Unlike projects and campaigns, social media is always on
Facebook's Paul Borrud

Facebook's Paul Borrud

Organisations looking to promote their brand through social media channels like Facebook, Twitter and LinkedIn should manage it with internal resources to avoid outsourcing the public image of the company, according to representatives from Facebook and Telstra.

Kristen Boschma, head of online communications and social media at Telstra, said organisations at least need to have someone who is going to be the “intermediary” between the in-house marketing team and a social media outsourcer.

“It’s okay to outsource social media consulting, but you also need someone who is going to recognise a good idea for the company and champion that idea,” Boschma said.
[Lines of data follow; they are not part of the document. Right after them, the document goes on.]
//! Trip planner error types.

use crate::domain::DomainError;

/// Errors surfaced to callers of the trip planner.
///
/// Individual station and amenity queries never fail a request; only these
/// conditions do.
#[derive(Debug, Clone, PartialEq, thiserror::Error)]
pub enum PlannerError {
    /// Directions provider returned no usable routes
    #[error("could not fetch routes: {reason}")]
    RouteUnavailable { reason: String },

    /// Origin or destination missing
    #[error("{0} must not be empty")]
    MissingLocation(&'static str),

    /// Vehicle or battery input rejected
    #[error(transparent)]
    Domain(#[from] DomainError),

    /// No search stored for this session
    #[error("please search for a route first; the session may have expired")]
    SessionExpired,

    /// Route index beyond the stored search
    #[error("route {route_id} not found; only {available} routes available")]
    RouteNotFound { route_id: usize, available: usize },

    /// Station index beyond the route's station list
    #[error("station {station_index} not found in route {route_id}")]
    StationNotFound {
        route_id: usize,
        station_index: usize,
    },
}
//! Geographic coordinates and geodesic distance.

use std::fmt;

use geo::{Distance, Geodesic, Point};
use serde::{Deserialize, Serialize};

/// Error returned when constructing a coordinate outside the valid range.
#[derive(Debug, Clone, PartialEq, thiserror::Error)]
#[error("invalid coordinate ({lat}, {lng}): {reason}")]
pub struct InvalidCoordinate {
    lat: f64,
    lng: f64,
    reason: &'static str,
}

/// A WGS-84 position in degrees.
///
/// Latitude is always within -90..=90 and longitude within -180..=180.
/// Any `Coordinate` value is valid by construction.
///
/// # Examples
///
/// ```
/// use ev_planner::domain::Coordinate;
///
/// let delhi = Coordinate::new(28.6139, 77.2090).unwrap();
/// assert_eq!(delhi.lat(), 28.6139);
///
/// assert!(Coordinate::new(91.0, 0.0).is_err());
/// assert!(Coordinate::new(0.0, f64::NAN).is_err());
/// ```
#[derive(Clone, Copy, PartialEq, Serialize, Deserialize)]
#[serde(try_from = "RawCoordinate", into = "RawCoordinate")]
pub struct Coordinate {
    lat: f64,
    lng: f64,
}

/// Unchecked wire form, validated on deserialization.
#[derive(Serialize, Deserialize)]
struct RawCoordinate {
    lat: f64,
    lng: f64,
}

impl Coordinate {
    /// Create a coordinate, rejecting non-finite or out-of-range values.
    pub fn new(lat: f64, lng: f64) -> Result<Self, InvalidCoordinate> {
        if !lat.is_finite() || !lng.is_finite() {
            return Err(InvalidCoordinate {
                lat,
                lng,
                reason: "must be finite",
            });
        }
        if !(-90.0..=90.0).contains(&lat) {
            return Err(InvalidCoordinate {
                lat,
                lng,
                reason: "latitude must be within -90..=90",
            });
        }
        if !(-180.0..=180.0).contains(&lng) {
            return Err(InvalidCoordinate {
                lat,
                lng,
                reason: "longitude must be within -180..=180",
            });
        }
        Ok(Self { lat, lng })
    }

    /// Latitude in degrees.
    pub fn lat(&self) -> f64 {
        self.lat
    }

    /// Longitude in degrees.
    pub fn lng(&self) -> f64 {
        self.lng
    }

    /// Format as `"lat,lng"`, the form the places provider expects.
    pub fn to_query_param(&self) -> String {
        format!("{},{}", self.lat, self.lng)
    }

    fn to_point(self) -> Point<f64> {
        // geo points are (x, y) = (lng, lat)
        Point::new(self.lng, self.lat)
    }
}

impl TryFrom<RawCoordinate> for Coordinate {
    type Error = InvalidCoordinate;

    fn try_from(raw: RawCoordinate) -> Result<Self, Self::Error> {
        Coordinate::new(raw.lat, raw.lng)
    }
}

impl From<Coordinate> for RawCoordinate {
    fn from(c: Coordinate) -> Self {
        RawCoordinate {
            lat: c.lat,
            lng: c.lng,
        }
    }
}

impl fmt::Debug for Coordinate {
    fn fmt(&self, f: &mut fmt::Formatter<'_>) -> fmt::Result {
        write!(f, "Coordinate({}, {})", self.lat, self.lng)
    }
}

impl fmt::Display for Coordinate {
    fn fmt(&self, f: &mut fmt::Formatter<'_>) -> fmt::Result {
        write!(f, "{:.6},{:.6}", self.lat, self.lng)
    }
}

/// Geodesic surface distance between two coordinates, in whole meters.
///
/// Uses the WGS-84 ellipsoid (Karney's algorithm) rather than a spherical
/// approximation.
pub fn distance_meters(a: Coordinate, b: Coordinate) -> u64 {
    Geodesic.distance(a.to_point(), b.to_point()).round() as u64
}
//! Command-line interface for preparing and solving CVRP datasets.
#![forbid(unsafe_code)]

use std::io::{ErrorKind, Write};

use camino::Utf8Path;
use clap::{Parser, Subcommand};
use cvrp_core::Precision;

mod error;
mod prepare;
mod solve;

pub use error::CliError;

use prepare::{PrepareArgs, run_prepare};
use solve::{SolveArgs, run_solve};

const ARG_PREPARE_INPUT: &str = "input";
const ARG_CACHE_DIR: &str = "cache-dir";
const ARG_PRECISION: &str = "precision";
const ARG_SOLVE_DATASET: &str = "dataset";
const ARG_SOLVE_TIME_LIMIT: &str = "time-limit";
const ARG_SOLVE_CAPACITY_SLACK: &str = "capacity-slack";
const ARG_SOLVE_MAX_ROUTE_DISTANCE: &str = "max-route-distance";
const ARG_SOLVE_DISTANCE_SLACK: &str = "distance-slack";
const ARG_SOLVE_FIRST_SOLUTION_STRATEGY: &str = "first-solution-strategy";
const ARG_SOLVE_JSON: &str = "json";
const ENV_PREPARE_INPUT: &str = "CVRP_CMDS_PREPARE_INPUT";

/// Directory used for prepared instances when none is configured.
const DEFAULT_CACHE_DIR: &str = "cached_datasets";
/// Dataset solved when none is configured.
const DEFAULT_DATASET: u32 = 1;

/// Run the CVRP CLI with the current process arguments and environment.
///
/// # Errors
///
/// Returns a [`CliError`] when arguments are invalid, inputs cannot be read,
/// or the solver fails.
pub fn run() -> Result<(), CliError> {
    let cli = Cli::try_parse().map_err(CliError::ArgumentParsing)?;
    let mut stdout = std::io::stdout().lock();
    dispatch(cli.command, &mut stdout)
}

fn dispatch(command: Command, writer: &mut dyn Write) -> Result<(), CliError> {
    match command {
        Command::Prepare(args) => run_prepare(args, writer),
        Command::Solve(args) => run_solve(args, writer),
    }
}

#[derive(Debug, Parser)]
#[command(
    name = "cvrp",
    about = "Build, cache and solve capacitated vehicle routing datasets",
    version
)]
struct Cli {
    #[command(subcommand)]
    command: Command,
}

#[derive(Debug, Subcommand)]
enum Command {
    /// Parse raw datasets and cache one instance per dataset.
    Prepare(PrepareArgs),
    /// Solve a cached dataset and print its routes.
    Solve(SolveArgs),
}

fn resolve_precision(value: Option<u32>) -> Result<Precision, CliError> {
    value.map_or(Ok(Precision::default()), |raw| {
        Precision::new(raw).ok_or(CliError::InvalidArgument {
            field: ARG_PRECISION,
            reason: "must be a positive integer".to_owned(),
        })
    })
}

fn require_existing(path: &Utf8Path, field: &'static str) -> Result<(), CliError> {
    let inspect = cvrp_fs::open_dir_and_file(path)
        .and_then(|(dir, name)| dir.metadata(name.as_str()).map(|meta| meta.is_file()));
    match inspect {
        Ok(true) => Ok(()),
        Ok(false) => Err(CliError::SourcePathNotFile {
            field,
            path: path.to_path_buf(),
        }),
        Err(source) if source.kind() == ErrorKind::NotFound => Err(CliError::MissingSourceFile {
            field,
            path: path.to_path_buf(),
        }),
        Err(source) => Err(CliError::InspectSourcePath {
            field,
            path: path.to_path_buf(),
            source,
        }),
    }
}

#[cfg(test)]
mod tests;
#[cfg(test)]
mod tests {
    use std::sync::Mutex;

    use super::*;
    use crate::test_support::{depot_with_targets, fleet_instance};
    use rstest::rstest;

    #[rstest]
    #[case(Duration::from_secs(60), 60)]
    #[case(Duration::from_millis(1_500), 2)]
    #[case(Duration::from_millis(10), 1)]
    #[case(Duration::ZERO, 1)]
    fn budget_rounds_up_to_whole_seconds(#[case] limit: Duration, #[case] expected: usize) {
        assert_eq!(budget_seconds(limit), expected);
    }

    #[rstest]
    fn transport_cost_follows_the_index_manager() {
        let instance = depot_with_targets(&[(3, 4, 1), (6, 8, 1)]);
        let manager = IndexManager::new(&instance);
        let transport = IndexedTransportCost::new(&instance, &manager);
        let start = manager.start(0).expect("vehicle 0 exists");
        let end = manager.end(0).expect("vehicle 0 exists");
        assert!((transport.lookup(start, 0) - 5.0).abs() < f64::EPSILON);
        assert!((transport.lookup(1, start) - 10.0).abs() < f64::EPSILON);
        assert!(transport.lookup(start, end).abs() < f64::EPSILON);
    }

    #[rstest]
    fn tours_are_decoded_per_vehicle() {
        let instance = depot_with_targets(&[(3, 4, 1), (6, 8, 1)]);
        let manager = IndexManager::new(&instance);
        // Visits 0 and 1, vehicle 0 start 2 and end 3; depot node is 2.
        let assignment =
            decode_tours(&instance, &manager, &[vec![2, 1, 0, 3]]).expect("decodable tour");
        assert_eq!(assignment.routes(), &[Some(vec![2, 1, 0, 2])]);
    }

    #[rstest]
    fn parked_vehicle_without_a_tour_still_serves_its_depot() {
        // Vehicle 0 sits on the heavy target at node 0; vehicle 1 has depot node 2.
        let instance = fleet_instance(&[(0, 0), (9, 9)], &[(0, 0, 6), (3, 4, 1)]);
        let manager = IndexManager::new(&instance);
        // Visit 0 is node 1; starts are 1 and 2, ends 3 and 4.
        let assignment =
            decode_tours(&instance, &manager, &[vec![2, 0, 4]]).expect("decodable tour");
        assert_eq!(assignment.routes(), &[Some(vec![0, 0]), Some(vec![2, 1, 2])]);
    }

    #[rstest]
    fn tours_not_starting_at_a_vehicle_are_rejected() {
        let instance = depot_with_targets(&[(3, 4, 1)]);
        let manager = IndexManager::new(&instance);
        let err = decode_tours(&instance, &manager, &[vec![0, 2]]).expect_err("bad tour");
        assert!(matches!(err, SolveError::Invocation { .. }));
    }

    #[rstest]
    #[case(0, Some(0))]
    #[case(5, Some(5))]
    fn depot_demand_is_taken_off_capacity(#[case] slack: u64, #[case] expected: Option<u64>) {
        // Capacity is 11; the vehicle is parked on the target weighing 11.
        let instance = depot_with_targets(&[(0, 0, 11)]);
        let manager = IndexManager::new(&instance);
        let parameters = SolveParameters {
            capacity_slack: slack,
            ..SolveParameters::default()
        };
        assert_eq!(remaining_capacity(&instance, &manager, &parameters, 0), expected);
    }

    #[rstest]
    fn depot_heavier_than_capacity_leaves_nothing() {
        // Capacity is ceil(12 / 2) = 6, but vehicle 0 is parked on 10 units.
        let instance = fleet_instance(&[(0, 0), (9, 9)], &[(0, 0, 10), (3, 4, 2)]);
        let manager = IndexManager::new(&instance);
        let parameters = SolveParameters::default();
        assert_eq!(remaining_capacity(&instance, &manager, &parameters, 0), None);
        assert_eq!(remaining_capacity(&instance, &manager, &parameters, 1), Some(6));
    }

    #[rstest]
    fn search_progress_goes_to_the_supplied_logger() {
        let messages = Arc::new(Mutex::new(Vec::<String>::new()));
        let sink = Arc::clone(&messages);
        let logger: InfoLogger = Arc::new(move |message: &str| {
            sink.lock().expect("logger lock").push(message.to_owned());
        });
        let config = VrpSolverConfig { max_generations: 5 };
        let instance = depot_with_targets(&[(3, 4, 1), (6, 8, 1)]);
        let parameters = SolveParameters {
            time_limit: Duration::from_secs(5),
            ..SolveParameters::default()
        };

        let outcome = VrpSolveContext::with_logger(&config, logger)
            .solve(&instance, &parameters)
            .expect("solve should succeed");

        assert!(matches!(outcome, SolveOutcome::Solved(_)));
        let messages = messages.lock().expect("logger lock");
        assert!(
            messages.iter().any(|message| message.starts_with("job index created")),
            "problem building should log through the supplied logger: {messages:?}"
        );
    }

    #[rstest]
    #[case(None, 0, None)]
    #[case(Some(100), 20, Some(120.0))]
    fn shift_end_adds_distance_slack(
        #[case] limit: Option<u64>,
        #[case] slack: u64,
        #[case] expected: Option<f64>,
    ) {
        let parameters = SolveParameters {
            max_route_distance: limit,
            distance_slack: slack,
            ..SolveParameters::default()
        };
        assert_eq!(shift_end(&parameters), expected);
    }

    #[rstest]
    fn oversized_loads_are_rejected() {
        assert!(load(u64::MAX).is_err());
        assert_eq!(load(42).ok(), Some(42));
    }
}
Equally, organisations need someone who will recognise a bad idea, so there is a need for both in-house and third-party social media skills, Boschma says.

[See this recent three-part CIO guide to social media: Part 1; Part 2; and Part 3.]
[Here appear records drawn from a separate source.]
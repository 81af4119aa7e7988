//! Error types emitted by the CVRP CLI.
//!
//! Keep this error type reasonably small, as many CLI helpers return
//! `Result<_, CliError>`.

use std::sync::Arc;

use camino::Utf8PathBuf;
use cvrp_core::{DatasetId, SolveError, StoreError};
use thiserror::Error;

/// Errors emitted by the CVRP CLI.
#[derive(Debug, Error)]
pub enum CliError {
    /// Provided arguments failed Clap validation.
    #[error(transparent)]
    ArgumentParsing(#[from] clap::Error),
    /// Configuration layering failed (files, env, CLI).
    #[error("failed to load configuration: {0}")]
    Configuration(#[from] Arc<ortho_config::OrthoError>),
    /// A required option is missing after configuration merging.
    #[error("missing {field} (set --{field} or {env})")]
    MissingArgument {
        field: &'static str,
        env: &'static str,
    },
    /// An option holds a value outside its domain.
    #[error("invalid {field}: {reason}")]
    InvalidArgument {
        field: &'static str,
        reason: String,
    },
    /// The requested operation requires a missing compile-time feature.
    #[error("{action} requires the `{feature}` feature to be enabled")]
    MissingFeature {
        feature: &'static str,
        action: &'static str,
    },
    /// A referenced input path does not exist on disk.
    #[error("{field} path {path:?} does not exist")]
    MissingSourceFile {
        field: &'static str,
        path: Utf8PathBuf,
    },
    /// A referenced input path exists but is not a file.
    #[error("{field} path {path:?} exists but is not a file")]
    SourcePathNotFile {
        field: &'static str,
        path: Utf8PathBuf,
    },
    /// A referenced input path could not be inspected due to an IO error.
    #[error("failed to inspect {field} path {path:?}: {source}")]
    InspectSourcePath {
        field: &'static str,
        path: Utf8PathBuf,
        #[source]
        source: std::io::Error,
    },
    /// Reading the raw dataset text failed.
    #[error("failed to read datasets from {path:?}: {source}")]
    ReadInput {
        path: Utf8PathBuf,
        #[source]
        source: std::io::Error,
    },
    /// Creating the instance cache directory failed.
    #[error("failed to create cache directory {path:?}: {source}")]
    CreateCacheDir {
        path: Utf8PathBuf,
        #[source]
        source: std::io::Error,
    },
    /// The instance cache could not be read.
    #[error(transparent)]
    Store(#[from] StoreError),
    /// No instance has been prepared for the requested dataset.
    #[error("dataset {id} has not been prepared in {cache_dir:?}")]
    UnknownDataset {
        id: DatasetId,
        cache_dir: Utf8PathBuf,
    },
    /// The solver failed.
    #[error("solver failed: {source}")]
    Solve {
        #[source]
        source: SolveError,
    },
    /// Serializing the solution report failed.
    #[error("failed to serialize solution report: {0}")]
    SerializeReport(#[source] serde_json::Error),
    /// Writing command output failed.
    #[error("failed to write output: {0}")]
    WriteOutput(#[source] std::io::Error),
}
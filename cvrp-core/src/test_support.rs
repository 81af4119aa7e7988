//! Scripted solvers and small fixture instances used by unit and behaviour
//! tests.

use std::sync::atomic::{AtomicUsize, Ordering};

use geo::Coord;

use crate::{
    Instance, Precision, SolveError, SolveOutcome, SolveParameters, Solver, build_instance,
};

/// `Solver` that replays a fixed outcome and counts its invocations.
#[derive(Debug)]
pub struct ScriptedSolver {
    outcome: SolveOutcome,
    calls: AtomicUsize,
}

impl ScriptedSolver {
    /// Always answer with `outcome`.
    pub const fn new(outcome: SolveOutcome) -> Self {
        Self {
            outcome,
            calls: AtomicUsize::new(0),
        }
    }

    /// Number of times `solve` has been called.
    pub fn calls(&self) -> usize {
        self.calls.load(Ordering::SeqCst)
    }
}

impl Solver for ScriptedSolver {
    fn solve(
        &self,
        _instance: &Instance,
        _parameters: &SolveParameters,
    ) -> Result<SolveOutcome, SolveError> {
        self.calls.fetch_add(1, Ordering::SeqCst);
        Ok(self.outcome.clone())
    }
}

/// `Solver` whose backend always fails.
#[derive(Debug, Default, Clone, Copy)]
pub struct FailingSolver;

impl Solver for FailingSolver {
    fn solve(
        &self,
        _instance: &Instance,
        _parameters: &SolveParameters,
    ) -> Result<SolveOutcome, SolveError> {
        Err(SolveError::Invocation {
            message: "backend unavailable".to_owned(),
        })
    }
}

/// One vehicle at `(0,0)`, which is also a target of weight 10, plus a
/// target of weight 5 at `(10,0)`. Built at unit precision.
///
/// Nodes: 0 is `(0,0)`, 1 is `(10,0)`.
pub fn depot_and_two_targets() -> Instance {
    build_instance(
        &[Coord { x: 0, y: 0 }],
        &[Coord { x: 0, y: 0 }, Coord { x: 10, y: 0 }],
        &[10, 5],
        Precision::UNIT,
    )
    .unwrap_or_else(|err| panic!("fixture instance should build: {err}"))
}

/// A single vehicle at the origin and nothing to deliver.
pub fn single_vehicle_no_targets() -> Instance {
    build_instance(&[Coord { x: 0, y: 0 }], &[], &[], Precision::UNIT)
        .unwrap_or_else(|err| panic!("fixture instance should build: {err}"))
}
The head of Facebook in Australia and New Zealand, Paul Borrud, said marketing professionals talk a lot about “knowing your language and brand” so it would be difficult to manage social media completely external to the organisation.
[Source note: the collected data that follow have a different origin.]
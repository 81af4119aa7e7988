//! Translation between physical nodes and a solver's internal indices.
//!
//! Routing solvers usually number their locations differently from the
//! distance matrix: every vehicle needs its own start and end index, and
//! depot nodes are never visited as jobs. The [`IndexManager`] fixes one such
//! numbering:
//!
//! - `[0, V)`: visit indices, one per node that must be served;
//! - `[V, V + K)`: the start index of each of the `K` vehicles;
//! - `[V + K, V + 2K)`: the end index of each vehicle.
//!
//! The mapping is computed once from an [`Instance`] and never changes.

use crate::Instance;

/// An index in the solver's internal numbering.
pub type SolverIndex = usize;

/// Bidirectional mapping between nodes and solver indices.
///
/// Every node that is not a vehicle depot gets a visit index. A depot that
/// also carries demand (a vehicle parked on a target) is served by the
/// vehicle parked there, so its demand is collected at that vehicle's start
/// index rather than through a job any vehicle could take.
///
/// # Examples
/// ```
/// use geo::Coord;
/// use cvrp_core::{IndexManager, Precision, build_instance};
///
/// # fn main() -> Result<(), cvrp_core::InstanceError> {
/// let vehicles = [Coord { x: 0, y: 0 }, Coord { x: 9, y: 9 }];
/// let targets = [Coord { x: 0, y: 0 }, Coord { x: 5, y: 0 }];
/// let instance = build_instance(&vehicles, &targets, &[3, 4], Precision::UNIT)?;
/// let manager = IndexManager::new(&instance);
///
/// assert_eq!(manager.num_visits(), 1);
/// assert_eq!(manager.num_indices(), 5);
/// assert_eq!(manager.index_to_node(manager.start(1).unwrap_or_default()), Some(2));
/// assert_eq!(manager.visit_index(1), Some(0));
/// assert_eq!(manager.visit_index(0), None);
/// assert_eq!(manager.demand(&instance, manager.start(0).unwrap_or_default()), Some(3));
/// # Ok(())
/// # }
/// ```
#[derive(Debug, Clone, PartialEq, Eq)]
pub struct IndexManager {
    visit_nodes: Vec<usize>,
    node_visits: Vec<Option<SolverIndex>>,
    starts: Vec<usize>,
    ends: Vec<usize>,
}

impl IndexManager {
    /// Derive the index layout for `instance`.
    #[must_use]
    pub fn new(instance: &Instance) -> Self {
        let mut visit_nodes = Vec::new();
        let mut node_visits = vec![None; instance.num_nodes()];
        for (node, slot) in node_visits.iter_mut().enumerate() {
            if !instance.is_depot(node) {
                *slot = Some(visit_nodes.len());
                visit_nodes.push(node);
            }
        }
        Self {
            visit_nodes,
            node_visits,
            starts: instance.starts().to_vec(),
            ends: instance.ends().to_vec(),
        }
    }

    /// Number of visit indices.
    #[must_use]
    pub fn num_visits(&self) -> usize {
        self.visit_nodes.len()
    }

    /// Number of vehicles.
    #[must_use]
    pub fn num_vehicles(&self) -> usize {
        self.starts.len()
    }

    /// Total number of solver indices.
    #[must_use]
    pub fn num_indices(&self) -> usize {
        self.num_visits() + 2 * self.num_vehicles()
    }

    /// Visit indices paired with the node each one stands for.
    pub fn visits(&self) -> impl Iterator<Item = (SolverIndex, usize)> + '_ {
        self.visit_nodes.iter().copied().enumerate()
    }

    /// The physical node behind a solver index.
    #[must_use]
    pub fn index_to_node(&self, index: SolverIndex) -> Option<usize> {
        let vehicles = self.num_vehicles();
        let offset = index.checked_sub(self.num_visits());
        match offset {
            None => self.visit_nodes.get(index).copied(),
            Some(offset) if offset < vehicles => self.starts.get(offset).copied(),
            Some(offset) => self.ends.get(offset - vehicles).copied(),
        }
    }

    /// The visit index of `node`, if the node must be served.
    #[must_use]
    pub fn visit_index(&self, node: usize) -> Option<SolverIndex> {
        self.node_visits.get(node).copied().flatten()
    }

    /// Start index of `vehicle`.
    #[must_use]
    pub fn start(&self, vehicle: usize) -> Option<SolverIndex> {
        (vehicle < self.num_vehicles()).then(|| self.num_visits() + vehicle)
    }

    /// End index of `vehicle`.
    #[must_use]
    pub fn end(&self, vehicle: usize) -> Option<SolverIndex> {
        (vehicle < self.num_vehicles()).then(|| self.num_visits() + self.num_vehicles() + vehicle)
    }

    /// The vehicle owning a start index.
    #[must_use]
    pub fn vehicle_for_start(&self, index: SolverIndex) -> Option<usize> {
        index
            .checked_sub(self.num_visits())
            .filter(|vehicle| *vehicle < self.num_vehicles())
    }

    /// Whether `index` is some vehicle's start.
    #[must_use]
    pub fn is_start(&self, index: SolverIndex) -> bool {
        self.vehicle_for_start(index).is_some()
    }

    /// Whether `index` is some vehicle's end.
    #[must_use]
    pub fn is_end(&self, index: SolverIndex) -> bool {
        let first_end = self.num_visits() + self.num_vehicles();
        (first_end..self.num_indices()).contains(&index)
    }

    /// Arc cost between two solver indices.
    ///
    /// This is the transit callback handed to a solver: both indices are
    /// translated to nodes and looked up in the distance matrix.
    #[must_use]
    pub fn arc_cost(&self, instance: &Instance, from: SolverIndex, to: SolverIndex) -> Option<u64> {
        instance.distance(self.index_to_node(from)?, self.index_to_node(to)?)
    }

    /// Demand collected at a solver index.
    ///
    /// Visit and start indices carry their node's demand, so a vehicle parked
    /// on a target always collects it on departure. End indices carry none.
    #[must_use]
    pub fn demand(&self, instance: &Instance, index: SolverIndex) -> Option<u64> {
        if index < self.num_visits() || self.is_start(index) {
            instance.demand(self.index_to_node(index)?)
        } else {
            (index < self.num_indices()).then_some(0)
        }
    }

    /// Demand `vehicle` picks up at its own depot before serving any visit.
    #[must_use]
    pub fn depot_demand(&self, instance: &Instance, vehicle: usize) -> Option<u64> {
        self.demand(instance, self.start(vehicle)?)
    }
}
“It’s certainly really critical have a focus internally to keep it connected,” Borrud said.

Borrud recommends finding “owners” of what the business is trying to do with social media, says but once it’s started, it’s “always on”.

“It’s not the six-week microsite strategy that will live and die, and then you start over,” he said.

Borrud and Boschma shared their views during a panel discussion on social media at the CeBit 2011 conference in Sydney last week.

See photos and all the action from the event.

A general consensus was social media tends to be more of a challenge of companies that don’t live in the digital world and it’s always difficult to outsource a company culture. An outsourcer might know about the public brand of a company, but not the internals of the company so the social media split has to be at least 50-50.

Telstra’s Boschma said marketing in the 80s was all about the product, and then it moved into the “new marketing” era which was about “you deserve this car because you are amazing” and now we are in the era of “us marketing”.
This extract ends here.